◆ **Work order**
Copy exactly the lines from the first line of the records below through the line containing "(下游) / rejected (上游)", including both, and nothing else.
Start of Block
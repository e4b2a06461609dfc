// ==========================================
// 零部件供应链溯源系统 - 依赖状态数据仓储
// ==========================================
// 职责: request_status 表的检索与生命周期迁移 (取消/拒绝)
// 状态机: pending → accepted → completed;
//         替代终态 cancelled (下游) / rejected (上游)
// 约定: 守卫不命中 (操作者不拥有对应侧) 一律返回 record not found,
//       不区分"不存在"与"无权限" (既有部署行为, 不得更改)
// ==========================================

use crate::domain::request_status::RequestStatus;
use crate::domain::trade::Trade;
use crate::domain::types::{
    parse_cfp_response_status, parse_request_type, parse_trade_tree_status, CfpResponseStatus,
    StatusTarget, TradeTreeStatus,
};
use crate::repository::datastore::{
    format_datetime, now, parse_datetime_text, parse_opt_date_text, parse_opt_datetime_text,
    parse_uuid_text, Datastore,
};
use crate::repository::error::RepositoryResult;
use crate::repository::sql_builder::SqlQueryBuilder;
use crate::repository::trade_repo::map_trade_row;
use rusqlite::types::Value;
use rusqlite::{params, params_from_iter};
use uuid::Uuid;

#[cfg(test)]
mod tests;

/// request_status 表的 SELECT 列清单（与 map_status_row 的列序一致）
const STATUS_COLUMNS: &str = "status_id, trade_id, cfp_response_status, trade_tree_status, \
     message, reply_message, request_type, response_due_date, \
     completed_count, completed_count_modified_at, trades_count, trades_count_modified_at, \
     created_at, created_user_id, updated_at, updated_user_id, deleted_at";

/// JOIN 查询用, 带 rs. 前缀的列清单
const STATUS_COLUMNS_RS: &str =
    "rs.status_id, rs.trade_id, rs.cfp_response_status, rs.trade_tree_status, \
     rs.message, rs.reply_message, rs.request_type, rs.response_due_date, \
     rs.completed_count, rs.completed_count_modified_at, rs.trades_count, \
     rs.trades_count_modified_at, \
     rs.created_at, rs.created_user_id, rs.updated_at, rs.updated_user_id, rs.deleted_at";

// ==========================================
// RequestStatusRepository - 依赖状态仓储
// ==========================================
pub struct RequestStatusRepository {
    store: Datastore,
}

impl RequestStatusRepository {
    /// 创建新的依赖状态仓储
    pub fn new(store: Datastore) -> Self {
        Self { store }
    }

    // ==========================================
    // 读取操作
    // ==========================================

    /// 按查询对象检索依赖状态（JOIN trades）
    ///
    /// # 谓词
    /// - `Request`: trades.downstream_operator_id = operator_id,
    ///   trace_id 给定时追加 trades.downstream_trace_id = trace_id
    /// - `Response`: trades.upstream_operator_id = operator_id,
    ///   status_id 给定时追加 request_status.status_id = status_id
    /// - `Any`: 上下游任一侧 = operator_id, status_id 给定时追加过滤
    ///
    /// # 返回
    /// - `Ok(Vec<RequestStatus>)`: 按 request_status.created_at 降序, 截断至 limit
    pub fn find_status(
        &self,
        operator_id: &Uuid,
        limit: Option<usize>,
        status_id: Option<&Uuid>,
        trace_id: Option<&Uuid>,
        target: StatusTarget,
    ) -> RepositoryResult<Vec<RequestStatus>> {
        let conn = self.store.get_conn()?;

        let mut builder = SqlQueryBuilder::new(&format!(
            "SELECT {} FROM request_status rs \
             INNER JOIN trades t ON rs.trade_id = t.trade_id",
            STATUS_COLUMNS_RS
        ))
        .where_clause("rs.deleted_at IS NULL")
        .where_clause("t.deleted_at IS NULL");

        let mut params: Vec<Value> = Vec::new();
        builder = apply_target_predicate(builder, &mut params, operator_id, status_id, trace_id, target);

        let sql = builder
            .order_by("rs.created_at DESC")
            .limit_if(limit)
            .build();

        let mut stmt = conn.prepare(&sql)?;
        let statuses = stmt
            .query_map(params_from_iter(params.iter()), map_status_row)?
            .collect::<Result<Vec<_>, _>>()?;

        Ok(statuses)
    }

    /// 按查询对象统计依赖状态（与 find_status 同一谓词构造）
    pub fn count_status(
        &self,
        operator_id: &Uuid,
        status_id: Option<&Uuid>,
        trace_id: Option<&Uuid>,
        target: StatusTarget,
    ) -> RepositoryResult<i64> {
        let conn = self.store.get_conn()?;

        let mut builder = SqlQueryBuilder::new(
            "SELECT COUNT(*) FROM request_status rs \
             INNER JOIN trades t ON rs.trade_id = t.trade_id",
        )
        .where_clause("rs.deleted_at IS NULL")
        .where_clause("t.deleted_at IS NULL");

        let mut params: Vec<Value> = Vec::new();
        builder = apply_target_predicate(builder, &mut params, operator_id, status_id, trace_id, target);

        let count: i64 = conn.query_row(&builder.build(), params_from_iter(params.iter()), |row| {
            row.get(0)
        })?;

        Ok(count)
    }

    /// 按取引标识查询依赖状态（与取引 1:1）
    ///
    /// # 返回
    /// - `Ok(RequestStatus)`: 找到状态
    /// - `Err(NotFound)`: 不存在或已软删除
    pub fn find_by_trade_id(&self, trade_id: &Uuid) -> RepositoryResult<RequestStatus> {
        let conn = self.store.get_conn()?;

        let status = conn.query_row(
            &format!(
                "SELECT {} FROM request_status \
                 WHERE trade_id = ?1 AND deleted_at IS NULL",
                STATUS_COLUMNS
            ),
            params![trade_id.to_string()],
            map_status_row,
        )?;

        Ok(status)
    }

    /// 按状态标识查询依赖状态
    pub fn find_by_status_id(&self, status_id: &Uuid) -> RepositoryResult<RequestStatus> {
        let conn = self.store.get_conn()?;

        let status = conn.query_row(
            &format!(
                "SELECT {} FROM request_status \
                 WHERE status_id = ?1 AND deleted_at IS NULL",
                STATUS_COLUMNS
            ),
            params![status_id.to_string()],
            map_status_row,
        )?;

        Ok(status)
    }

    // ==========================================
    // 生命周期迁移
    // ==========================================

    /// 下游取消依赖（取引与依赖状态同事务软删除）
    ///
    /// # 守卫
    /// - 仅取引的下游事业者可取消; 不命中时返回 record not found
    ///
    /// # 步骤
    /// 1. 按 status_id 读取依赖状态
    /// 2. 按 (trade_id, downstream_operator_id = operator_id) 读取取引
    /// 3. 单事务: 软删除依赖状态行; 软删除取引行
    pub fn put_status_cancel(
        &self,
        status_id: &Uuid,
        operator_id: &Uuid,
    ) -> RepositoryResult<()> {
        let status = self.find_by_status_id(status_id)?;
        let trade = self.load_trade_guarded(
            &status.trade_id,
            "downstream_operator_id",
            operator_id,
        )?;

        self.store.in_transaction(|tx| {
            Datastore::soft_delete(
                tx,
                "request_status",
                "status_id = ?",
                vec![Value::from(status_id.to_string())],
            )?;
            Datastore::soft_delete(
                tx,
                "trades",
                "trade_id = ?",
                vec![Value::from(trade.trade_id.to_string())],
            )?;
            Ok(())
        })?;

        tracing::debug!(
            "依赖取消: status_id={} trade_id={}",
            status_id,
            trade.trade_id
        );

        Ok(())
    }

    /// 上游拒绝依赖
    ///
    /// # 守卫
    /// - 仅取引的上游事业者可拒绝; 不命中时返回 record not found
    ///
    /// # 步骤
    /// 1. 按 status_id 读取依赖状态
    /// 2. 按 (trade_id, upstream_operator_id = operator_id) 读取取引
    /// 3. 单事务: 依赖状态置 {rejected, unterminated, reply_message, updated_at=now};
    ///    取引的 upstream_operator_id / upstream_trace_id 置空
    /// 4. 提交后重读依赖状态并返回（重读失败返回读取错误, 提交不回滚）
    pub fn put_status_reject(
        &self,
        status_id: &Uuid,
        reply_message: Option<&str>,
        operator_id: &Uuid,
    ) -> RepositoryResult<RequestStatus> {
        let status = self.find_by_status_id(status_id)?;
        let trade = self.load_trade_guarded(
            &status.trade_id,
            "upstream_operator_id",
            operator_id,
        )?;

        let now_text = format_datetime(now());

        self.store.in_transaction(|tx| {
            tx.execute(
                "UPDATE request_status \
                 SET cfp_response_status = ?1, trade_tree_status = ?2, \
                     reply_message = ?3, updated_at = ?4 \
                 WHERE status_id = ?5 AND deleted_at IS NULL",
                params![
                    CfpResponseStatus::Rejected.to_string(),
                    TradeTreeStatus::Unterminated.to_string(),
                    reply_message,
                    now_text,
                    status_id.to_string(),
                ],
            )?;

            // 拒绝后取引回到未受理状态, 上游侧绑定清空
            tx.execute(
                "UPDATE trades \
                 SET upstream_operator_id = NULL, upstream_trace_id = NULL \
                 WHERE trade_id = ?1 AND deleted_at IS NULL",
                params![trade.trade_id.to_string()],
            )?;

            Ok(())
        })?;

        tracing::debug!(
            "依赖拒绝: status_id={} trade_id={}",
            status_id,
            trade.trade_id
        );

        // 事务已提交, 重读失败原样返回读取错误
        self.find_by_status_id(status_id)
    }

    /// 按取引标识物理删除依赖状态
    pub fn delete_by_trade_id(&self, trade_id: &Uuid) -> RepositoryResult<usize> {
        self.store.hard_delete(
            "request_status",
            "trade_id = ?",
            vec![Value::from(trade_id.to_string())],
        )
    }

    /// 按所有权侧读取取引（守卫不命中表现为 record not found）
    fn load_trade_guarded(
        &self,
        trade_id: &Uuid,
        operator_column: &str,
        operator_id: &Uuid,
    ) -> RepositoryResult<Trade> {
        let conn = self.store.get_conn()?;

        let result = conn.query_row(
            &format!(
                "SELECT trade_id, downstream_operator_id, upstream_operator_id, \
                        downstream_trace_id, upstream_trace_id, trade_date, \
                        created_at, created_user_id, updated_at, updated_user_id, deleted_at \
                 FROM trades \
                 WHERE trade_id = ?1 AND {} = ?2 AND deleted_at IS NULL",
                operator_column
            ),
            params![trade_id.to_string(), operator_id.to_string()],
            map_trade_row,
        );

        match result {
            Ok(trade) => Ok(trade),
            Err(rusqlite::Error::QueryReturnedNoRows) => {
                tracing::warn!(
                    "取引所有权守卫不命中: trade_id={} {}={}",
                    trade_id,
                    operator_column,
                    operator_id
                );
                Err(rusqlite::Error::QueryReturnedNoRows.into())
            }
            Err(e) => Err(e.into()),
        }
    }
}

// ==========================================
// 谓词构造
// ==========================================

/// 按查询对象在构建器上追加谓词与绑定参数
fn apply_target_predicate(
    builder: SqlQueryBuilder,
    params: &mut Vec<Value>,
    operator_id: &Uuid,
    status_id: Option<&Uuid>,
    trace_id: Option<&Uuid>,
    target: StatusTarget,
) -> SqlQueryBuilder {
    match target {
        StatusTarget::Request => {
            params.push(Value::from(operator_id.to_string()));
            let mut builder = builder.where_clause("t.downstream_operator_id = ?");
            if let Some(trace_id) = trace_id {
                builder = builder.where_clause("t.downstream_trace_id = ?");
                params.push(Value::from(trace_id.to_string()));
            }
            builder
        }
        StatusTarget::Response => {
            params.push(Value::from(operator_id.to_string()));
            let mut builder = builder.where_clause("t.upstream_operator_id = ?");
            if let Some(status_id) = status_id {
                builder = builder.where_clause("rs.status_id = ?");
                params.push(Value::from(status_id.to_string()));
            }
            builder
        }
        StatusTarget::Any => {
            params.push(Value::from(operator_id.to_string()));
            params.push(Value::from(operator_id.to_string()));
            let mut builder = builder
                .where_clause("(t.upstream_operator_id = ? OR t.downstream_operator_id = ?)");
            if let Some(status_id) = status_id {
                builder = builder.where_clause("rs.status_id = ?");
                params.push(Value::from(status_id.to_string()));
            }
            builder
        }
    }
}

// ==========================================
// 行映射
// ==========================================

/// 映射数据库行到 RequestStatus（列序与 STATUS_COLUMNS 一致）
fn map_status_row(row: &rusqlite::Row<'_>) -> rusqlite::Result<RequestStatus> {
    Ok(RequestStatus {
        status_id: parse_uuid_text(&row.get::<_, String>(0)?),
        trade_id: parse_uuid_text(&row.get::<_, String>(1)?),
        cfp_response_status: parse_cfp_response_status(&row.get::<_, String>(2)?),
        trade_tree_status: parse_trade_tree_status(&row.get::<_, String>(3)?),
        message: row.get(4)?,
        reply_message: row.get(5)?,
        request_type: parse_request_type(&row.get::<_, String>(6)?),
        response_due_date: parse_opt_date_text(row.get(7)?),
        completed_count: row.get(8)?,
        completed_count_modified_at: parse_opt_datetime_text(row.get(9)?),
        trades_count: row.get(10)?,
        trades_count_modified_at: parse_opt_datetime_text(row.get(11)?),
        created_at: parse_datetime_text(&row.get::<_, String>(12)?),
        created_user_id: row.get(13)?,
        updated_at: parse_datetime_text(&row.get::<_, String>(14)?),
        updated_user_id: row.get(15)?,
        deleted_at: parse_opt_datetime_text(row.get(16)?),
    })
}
End of Block
◆ **Exercise result**
repository e4b2a06461609dfc
// ==========================================
// 零部件供应链溯源系统 - 依赖状态数据仓储
// ==========================================
// 职责: request_status 表的检索与生命周期迁移 (取消/拒绝)
// 状态机: pending → accepted → completed;
//         替代终态 cancelled (下游) / rejected (上游)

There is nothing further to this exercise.